Exercise brief:
Retype each line exactly as it stands, beginning at the first line of the material and finishing with the line that contains "const PREVIEW_CHARS: usize = 30;".

========================================================================

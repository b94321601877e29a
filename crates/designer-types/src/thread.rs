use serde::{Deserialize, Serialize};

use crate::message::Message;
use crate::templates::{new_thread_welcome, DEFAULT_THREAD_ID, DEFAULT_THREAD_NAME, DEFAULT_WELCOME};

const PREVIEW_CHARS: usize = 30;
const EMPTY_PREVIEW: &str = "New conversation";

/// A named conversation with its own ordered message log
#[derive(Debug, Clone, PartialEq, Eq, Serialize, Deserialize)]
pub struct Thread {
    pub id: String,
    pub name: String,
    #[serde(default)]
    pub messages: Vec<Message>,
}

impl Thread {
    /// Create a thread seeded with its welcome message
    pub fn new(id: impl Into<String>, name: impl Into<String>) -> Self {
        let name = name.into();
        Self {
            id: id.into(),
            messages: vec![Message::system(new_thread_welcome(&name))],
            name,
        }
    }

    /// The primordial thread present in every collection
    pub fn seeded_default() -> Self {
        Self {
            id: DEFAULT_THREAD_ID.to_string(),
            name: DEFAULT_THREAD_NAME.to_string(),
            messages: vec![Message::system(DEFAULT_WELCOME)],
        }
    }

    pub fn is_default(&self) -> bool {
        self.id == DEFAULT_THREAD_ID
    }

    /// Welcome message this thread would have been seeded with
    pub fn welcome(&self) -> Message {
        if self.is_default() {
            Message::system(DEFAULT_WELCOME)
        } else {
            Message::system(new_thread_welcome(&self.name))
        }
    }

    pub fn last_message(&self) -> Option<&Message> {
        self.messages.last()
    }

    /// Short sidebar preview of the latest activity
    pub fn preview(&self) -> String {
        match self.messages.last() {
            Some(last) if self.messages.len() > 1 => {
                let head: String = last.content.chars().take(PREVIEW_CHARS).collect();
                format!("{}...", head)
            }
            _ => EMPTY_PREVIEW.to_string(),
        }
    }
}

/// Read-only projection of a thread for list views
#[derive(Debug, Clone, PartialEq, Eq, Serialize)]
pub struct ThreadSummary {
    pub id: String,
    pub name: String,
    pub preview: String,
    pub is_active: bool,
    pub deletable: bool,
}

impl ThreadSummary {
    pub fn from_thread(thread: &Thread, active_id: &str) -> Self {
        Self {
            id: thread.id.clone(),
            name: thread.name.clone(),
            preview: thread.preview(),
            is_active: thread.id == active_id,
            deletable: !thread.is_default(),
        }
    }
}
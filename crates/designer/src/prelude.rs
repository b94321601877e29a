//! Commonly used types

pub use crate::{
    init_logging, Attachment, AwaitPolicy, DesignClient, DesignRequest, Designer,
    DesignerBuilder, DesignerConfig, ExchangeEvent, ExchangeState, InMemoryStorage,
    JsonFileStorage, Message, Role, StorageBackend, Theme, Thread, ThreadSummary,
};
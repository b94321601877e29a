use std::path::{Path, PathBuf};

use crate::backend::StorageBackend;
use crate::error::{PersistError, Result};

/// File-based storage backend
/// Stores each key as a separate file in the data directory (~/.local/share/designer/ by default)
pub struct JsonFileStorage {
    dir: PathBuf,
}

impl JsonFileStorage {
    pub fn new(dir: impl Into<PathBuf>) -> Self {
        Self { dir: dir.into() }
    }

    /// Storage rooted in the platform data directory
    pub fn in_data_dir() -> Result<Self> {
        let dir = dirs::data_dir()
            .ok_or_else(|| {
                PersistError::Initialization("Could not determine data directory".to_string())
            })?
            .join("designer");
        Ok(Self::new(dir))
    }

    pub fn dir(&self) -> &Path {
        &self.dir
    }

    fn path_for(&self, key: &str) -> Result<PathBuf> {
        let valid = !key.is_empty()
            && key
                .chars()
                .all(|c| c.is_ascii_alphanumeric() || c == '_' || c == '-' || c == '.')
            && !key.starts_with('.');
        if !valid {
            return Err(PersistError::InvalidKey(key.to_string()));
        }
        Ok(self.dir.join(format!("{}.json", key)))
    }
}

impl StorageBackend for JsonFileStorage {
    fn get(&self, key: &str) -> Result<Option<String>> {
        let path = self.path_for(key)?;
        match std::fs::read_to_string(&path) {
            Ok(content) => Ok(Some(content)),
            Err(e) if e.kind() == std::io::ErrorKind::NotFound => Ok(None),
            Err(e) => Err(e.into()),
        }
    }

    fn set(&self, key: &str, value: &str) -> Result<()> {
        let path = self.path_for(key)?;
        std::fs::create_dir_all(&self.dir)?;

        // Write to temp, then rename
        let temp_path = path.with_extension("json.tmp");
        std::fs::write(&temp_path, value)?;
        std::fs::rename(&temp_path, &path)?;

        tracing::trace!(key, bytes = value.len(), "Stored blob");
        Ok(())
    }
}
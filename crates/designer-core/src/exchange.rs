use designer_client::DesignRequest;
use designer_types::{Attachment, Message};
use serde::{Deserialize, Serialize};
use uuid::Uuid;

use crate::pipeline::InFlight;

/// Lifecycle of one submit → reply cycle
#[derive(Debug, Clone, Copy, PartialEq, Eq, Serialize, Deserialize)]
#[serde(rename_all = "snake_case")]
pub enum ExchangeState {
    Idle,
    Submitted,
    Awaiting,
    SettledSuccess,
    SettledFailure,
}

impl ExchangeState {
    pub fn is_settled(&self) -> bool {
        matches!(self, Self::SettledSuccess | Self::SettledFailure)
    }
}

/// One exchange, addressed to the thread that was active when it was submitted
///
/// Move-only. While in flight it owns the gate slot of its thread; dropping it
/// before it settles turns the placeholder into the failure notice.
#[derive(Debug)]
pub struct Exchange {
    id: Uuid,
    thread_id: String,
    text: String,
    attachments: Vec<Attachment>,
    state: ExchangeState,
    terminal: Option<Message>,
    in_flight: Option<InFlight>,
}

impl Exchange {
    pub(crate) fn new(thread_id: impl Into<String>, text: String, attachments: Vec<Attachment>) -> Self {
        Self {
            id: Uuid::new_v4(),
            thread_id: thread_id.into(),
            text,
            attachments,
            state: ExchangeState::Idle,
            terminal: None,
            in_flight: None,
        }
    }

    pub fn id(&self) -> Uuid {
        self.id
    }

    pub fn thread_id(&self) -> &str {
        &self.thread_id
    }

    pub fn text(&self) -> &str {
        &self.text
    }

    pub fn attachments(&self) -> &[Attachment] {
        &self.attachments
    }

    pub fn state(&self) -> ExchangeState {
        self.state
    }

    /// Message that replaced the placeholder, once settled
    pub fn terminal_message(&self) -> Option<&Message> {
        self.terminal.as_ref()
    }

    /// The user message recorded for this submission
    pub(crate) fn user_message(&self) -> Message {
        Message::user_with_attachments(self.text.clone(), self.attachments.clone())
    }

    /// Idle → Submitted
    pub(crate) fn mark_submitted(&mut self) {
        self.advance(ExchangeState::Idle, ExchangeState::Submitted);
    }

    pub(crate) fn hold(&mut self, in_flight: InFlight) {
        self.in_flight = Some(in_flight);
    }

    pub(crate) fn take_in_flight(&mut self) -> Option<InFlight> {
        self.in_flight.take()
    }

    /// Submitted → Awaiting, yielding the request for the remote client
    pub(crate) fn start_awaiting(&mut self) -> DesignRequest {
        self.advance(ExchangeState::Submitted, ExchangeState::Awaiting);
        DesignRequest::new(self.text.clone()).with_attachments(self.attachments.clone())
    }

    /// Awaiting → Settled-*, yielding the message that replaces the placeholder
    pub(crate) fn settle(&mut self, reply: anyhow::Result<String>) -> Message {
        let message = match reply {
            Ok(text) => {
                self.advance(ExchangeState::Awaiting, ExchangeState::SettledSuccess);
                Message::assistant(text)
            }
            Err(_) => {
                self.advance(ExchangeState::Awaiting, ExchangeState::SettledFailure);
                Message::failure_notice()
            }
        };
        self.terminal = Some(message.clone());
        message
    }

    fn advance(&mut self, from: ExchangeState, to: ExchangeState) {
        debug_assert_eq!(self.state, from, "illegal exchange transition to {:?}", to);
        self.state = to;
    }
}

========================================================================

Your solution:
repository b94321601877e29a
filename crates/designer-types/src/thread.rs
use serde::{Deserialize, Serialize};

use crate::message::Message;
use crate::templates::{new_thread_welcome, DEFAULT_THREAD_ID, DEFAULT_THREAD_NAME, DEFAULT_WELCOME};

const PREVIEW_CHARS: usize = 30;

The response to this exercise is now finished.